Anak Krakatoa is located in the Sunda Strait—between the islands of Java and Sumatra—in the Indonesian province of Lampung. The volcano is contained within the Ujung Kulon National Park, and is part of the Pacific Ring of Fire. The island is surrounded by three other nearby islands: Sertung Island (Verlaten Island) to the west, Krakatau Kecil Island (Lang Island, Panjang Island, or Rakata Kecil) to the east, and Rakata Island to the south; they are all in what is now the Krakatoa archipelago.

===Geology===
The island is situated approximately 700 km north of the Sunda Trench marking the subduction zone separating the Australian Plate and the fixed Sunda Plate, atop an oceanic crust less than 25 km thick. In geological terms, it has recently formed within the caldera of the Krakatoa volcanic eruption. The entire island comprises a Somma-stratovolcano system of the late Holocene epoch, and features a pyroclastic cone. The major rock-type components of Anak Krakatoa include andesite, dacite and basalt, with minor indications of trachyte.
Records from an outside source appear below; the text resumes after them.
use color_eyre::{eyre::eyre, Result};
use serde::Deserialize;
use std::collections::BTreeSet;
use std::path::{Path, PathBuf};
use std::time::Duration;
use url::Url;

use crate::classify::{Category, Classifier};
use crate::strategy::Strategy;

#[derive(Debug, Clone, Deserialize)]
pub struct Config {
  /// Origin the engine serves; everything else is cross-origin
  pub origin: Url,
  /// Build identifier embedded in every store name
  #[serde(default = "default_version")]
  pub version: u32,
  #[serde(default = "default_api_prefix")]
  pub api_prefix: String,
  /// Upper bound on every network fetch before falling back
  #[serde(default = "default_fetch_timeout_ms")]
  pub fetch_timeout_ms: u64,
  /// Activate immediately after install instead of waiting for SKIP_WAITING
  #[serde(default)]
  pub skip_waiting: bool,
  #[serde(default = "default_stores")]
  pub stores: Vec<StoreConfig>,
  /// Paths fetched and stored at install time
  #[serde(default)]
  pub warm_list: Vec<String>,
  #[serde(default)]
  pub fallbacks: Vec<FallbackRule>,
  pub offline_page: Option<String>,
  pub placeholder_image: Option<String>,
  /// SQLite database path (default: $XDG_DATA_HOME/cachegate/cache.db)
  pub database: Option<PathBuf>,
}

/// One entry of the store table
#[derive(Debug, Clone, Deserialize, PartialEq, Eq)]
pub struct StoreConfig {
  pub category: Category,
  pub max_entries: usize,
  /// Entries older than this are misses at read time; unset means no expiry
  pub max_age_seconds: Option<u64>,
  pub strategy: Option<Strategy>,
}

impl StoreConfig {
  fn new(category: Category, max_entries: usize, max_age_seconds: u64) -> Self {
    Self {
      category,
      max_entries,
      max_age_seconds: Some(max_age_seconds),
      strategy: None,
    }
  }

  pub fn strategy(&self) -> Strategy {
    self
      .strategy
      .unwrap_or_else(|| Strategy::default_for(self.category))
  }
}

/// Substitute served for `primary` when cache and network both fail
#[derive(Debug, Clone, Deserialize, PartialEq, Eq)]
pub struct FallbackRule {
  pub primary: String,
  pub substitute: String,
}

fn default_version() -> u32 {
  1
}

fn default_api_prefix() -> String {
  "/api/".to_string()
}

fn default_fetch_timeout_ms() -> u64 {
  5_000
}

const DAY: u64 = 24 * 60 * 60;

fn default_stores() -> Vec<StoreConfig> {
  vec![
    StoreConfig::new(Category::StaticAsset, 200, 30 * DAY),
    StoreConfig::new(Category::Page, 50, DAY),
    StoreConfig::new(Category::Image, 100, 30 * DAY),
    StoreConfig::new(Category::Font, 30, 365 * DAY),
    StoreConfig::new(Category::Api, 100, 5 * 60),
    StoreConfig::new(Category::Audio, 20, 7 * DAY),
  ]
}

impl Default for Config {
  fn default() -> Self {
    Self {
      origin: Url::parse("http://localhost:3000").expect("static origin is a valid URL"),
      version: default_version(),
      api_prefix: default_api_prefix(),
      fetch_timeout_ms: default_fetch_timeout_ms(),
      skip_waiting: false,
      stores: default_stores(),
      warm_list: vec!["/".to_string(), "/offline.html".to_string()],
      fallbacks: Vec::new(),
      offline_page: Some("/offline.html".to_string()),
      placeholder_image: None,
      database: None,
    }
  }
}

impl Config {
  /// Load configuration from file.
  ///
  /// Search order:
  /// 1. Explicit path if provided
  /// 2. ./cachegate.yaml (current directory)
  /// 3. $XDG_CONFIG_HOME/cachegate/config.yaml
  ///
  /// Built-in defaults are used when no file is found.
  pub fn load(explicit_path: Option<&Path>) -> Result<Self> {
    let path = if let Some(p) = explicit_path {
      if p.exists() {
        Some(p.to_path_buf())
      } else {
        return Err(eyre!("Config file not found: {}", p.display()));
      }
    } else {
      Self::find_config_file()
    };

    let config = match path {
      Some(p) => Self::load_from_path(&p)?,
      None => {
        tracing::info!("no configuration file found, using built-in defaults");
        Self::default()
      }
    };

    config.validate()?;
    Ok(config)
  }

  fn find_config_file() -> Option<PathBuf> {
    let local = PathBuf::from("cachegate.yaml");
    if local.exists() {
      return Some(local);
    }

    if let Some(config_dir) = dirs::config_dir() {
      let xdg_path = config_dir.join("cachegate").join("config.yaml");
      if xdg_path.exists() {
        return Some(xdg_path);
      }
    }

    None
  }

  fn load_from_path(path: &Path) -> Result<Self> {
    let contents = std::fs::read_to_string(path)
      .map_err(|e| eyre!("Failed to read config file {}: {}", path.display(), e))?;

    Self::from_yaml(&contents)
      .map_err(|e| eyre!("Failed to parse config file {}: {}", path.display(), e))
  }

  pub fn from_yaml(contents: &str) -> Result<Self> {
    let config: Config = serde_yaml::from_str(contents)?;
    Ok(config)
  }

  /// Reject configurations the engine can't honor.
  ///
  /// Every store the configuration refers to (through the warm-list, fallback
  /// substitutes or category defaults) must be declared in the store table.
  pub fn validate(&self) -> Result<()> {
    if !self.api_prefix.starts_with('/') {
      return Err(eyre!("api_prefix must start with '/': {}", self.api_prefix));
    }
    if self.fetch_timeout_ms == 0 {
      return Err(eyre!("fetch_timeout_ms must be greater than zero"));
    }

    let mut seen = BTreeSet::new();
    for store in &self.stores {
      if !seen.insert(store.category) {
        return Err(eyre!("store for category {} declared twice", store.category));
      }
      if store.category == Category::External {
        return Err(eyre!("external requests are never persisted; remove the external store"));
      }
      if store.max_entries == 0 {
        return Err(eyre!("store {} must allow at least one entry", store.category));
      }
      if !store.strategy().uses_store() {
        return Err(eyre!(
          "store {} is declared with strategy {}, which never uses it",
          store.category,
          store.strategy()
        ));
      }
    }

    let classifier = self.classifier();
    let mut referenced: Vec<(&str, &str)> = self
      .warm_list
      .iter()
      .map(|p| ("warm_list", p.as_str()))
      .collect();
    referenced.extend(
      self
        .fallbacks
        .iter()
        .map(|rule| ("fallback substitute", rule.substitute.as_str())),
    );
    referenced.extend(self.offline_page.iter().map(|p| ("offline_page", p.as_str())));
    referenced.extend(
      self
        .placeholder_image
        .iter()
        .map(|p| ("placeholder_image", p.as_str())),
    );

    for (what, path) in referenced {
      let url = self.resolve(path)?;
      let category = classifier.classify(&classifier.configured_request(url));
      if !seen.contains(&category) {
        return Err(eyre!(
          "{} {} is stored in the {} store, which is not declared",
          what,
          path,
          category
        ));
      }
    }

    for rule in &self.fallbacks {
      self.resolve(&rule.primary)?;
    }

    Ok(())
  }

  /// Resolve a configured path (or absolute URL) against the origin.
  pub fn resolve(&self, path: &str) -> Result<Url> {
    self
      .origin
      .join(path)
      .map_err(|e| eyre!("Invalid path '{}' relative to {}: {}", path, self.origin, e))
  }

  pub fn fetch_timeout(&self) -> Duration {
    Duration::from_millis(self.fetch_timeout_ms)
  }

  pub fn classifier(&self) -> Classifier {
    Classifier::new(&self.origin, &self.api_prefix)
  }

  /// Get the database path, honoring the configured override.
  pub fn database_path(&self) -> Result<PathBuf> {
    if let Some(path) = &self.database {
      return Ok(path.clone());
    }

    let data_dir = dirs::data_dir()
      .or_else(|| dirs::home_dir().map(|p| p.join(".local/share")))
      .ok_or_else(|| eyre!("Could not determine data directory"))?;

    Ok(data_dir.join("cachegate").join("cache.db"))
  }
}

#[cfg(test)]
mod tests {
  use super::*;

  #[test]
  fn test_default_config_is_valid() {
    let config = Config::default();
    config.validate().unwrap();
    assert_eq!(config.stores.len(), 6);
  }

  #[test]
  fn test_parse_yaml_with_defaults() {
    let config = Config::from_yaml(
      r#"
origin: https://example.com
version: 4
stores:
  - category: static
    max_entries: 10
    max_age_seconds: 60
  - category: page
    max_entries: 5
  - category: image
    max_entries: 3
    strategy: cache-only
warm_list: ["/", "/offline.html"]
fallbacks:
  - primary: /blog
    substitute: /
offline_page: /offline.html
"#,
    )
    .unwrap();

    config.validate().unwrap();
    assert_eq!(config.version, 4);
    assert_eq!(config.api_prefix, "/api/");
    assert_eq!(config.fetch_timeout(), Duration::from_secs(5));
    assert_eq!(config.stores[0].category, Category::StaticAsset);
    assert_eq!(config.stores[1].max_age_seconds, None);
    assert_eq!(config.stores[1].strategy(), Strategy::StaleWhileRevalidate);
    assert_eq!(config.stores[2].strategy(), Strategy::CacheOnly);
    assert_eq!(config.fallbacks[0].substitute, "/");
  }

  #[test]
  fn test_duplicate_store_rejected() {
    let mut config = Config::default();
    config.stores.push(StoreConfig::new(Category::Image, 5, 60));
    assert!(config.validate().is_err());
  }

  #[test]
  fn test_undeclared_store_reference_rejected() {
    let mut config = Config::default();
    config.stores.retain(|s| s.category != Category::Image);
    config.placeholder_image = Some("/placeholder.png".to_string());
    let err = config.validate().unwrap_err().to_string();
    assert!(err.contains("not declared"), "{}", err);
  }

  #[test]
  fn test_warmed_page_needs_page_store() {
    let mut config = Config::default();
    config.stores.retain(|s| s.category != Category::Page);
    let err = config.validate().unwrap_err().to_string();
    assert!(err.contains("warm_list /"), "{}", err);
    assert!(err.contains("page store"), "{}", err);
  }

  #[test]
  fn test_external_store_rejected() {
    let mut config = Config::default();
    config.stores.push(StoreConfig::new(Category::External, 5, 60));
    assert!(config.validate().is_err());
  }

  #[test]
  fn test_network_only_store_rejected() {
    let mut config = Config::default();
    config.stores[0].strategy = Some(Strategy::NetworkOnly);
    assert!(config.validate().is_err());
  }

  #[test]
  fn test_zero_capacity_rejected() {
    let mut config = Config::default();
    config.stores[0].max_entries = 0;
    assert!(config.validate().is_err());
  }

  #[test]
  fn test_resolve_against_origin() {
    let config = Config::default();
    assert_eq!(
      config.resolve("/logo.svg").unwrap().as_str(),
      "http://localhost:3000/logo.svg"
    );
    assert_eq!(
      config.resolve("https://cdn.example.com/x.js").unwrap().as_str(),
      "https://cdn.example.com/x.js"
    );
  }

  #[test]
  fn test_missing_explicit_path_errors() {
    let err = Config::load(Some(Path::new("/nonexistent/cachegate.yaml"))).unwrap_err();
    assert!(err.to_string().contains("not found"));
  }
}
The island had reached a maximum elevation of 338 m before its collapse during the 2018 eruptive event.

==Volcanic activity==
The volcano's most recent eruptive episode began in 1994. Quiet periods lasting a few days have alternated with almost continuous Strombolian eruptions since then. Hot gases, rocks, and lava were released in an eruption in April 2008. Scientists monitoring the volcano warned people to stay out of a 3 km zone around the island. On 6 May 2009, the Volcanological Survey of Indonesia raised the eruption alert status of Anak Krakatoa to Level III (Siaga; 'alert'). An expedition to the volcano revealed that a 100 m wide lava dome was growing in its crater. In January 2012, volcanologists at the University of Oregon warned that a tsunami caused by flank collapse of Anak Krakatoa was likely, as it had formed on the steep eastern slope of the large caldera formed by the 1883 explosive eruption.

=== 2018 eruption and aftermath ===

Anak Krakatoa over time (post-1927), ending right before the 2018 eruption

A new eruptive phase was observed starting in June 2018; on 15 October 2018, Anak Krakatoa had a strong Strombolian to weak Vulcanian eruption that sent lava bombs into the water.

An eruption of the volcano on 22 December 2018 caused a deadly tsunami, with waves up to five meters high making landfall. On 31 December, the disaster agency stated the tsunami's death toll was 437, with 14,059 injured. The tsunami affected more than 300 kilometers (186 mi) of coastline in Sumatra and Java, and 40,000 people were displaced. This made the eruption the second deadliest volcanic eruption of the 21st century to date. Sector collapse—with tsunami generation—was considered a potential hazard immediately before the eruption. Scientists had modeled the possibility six years before the event, and had identified the western flank as the section of the volcano most likely to fail.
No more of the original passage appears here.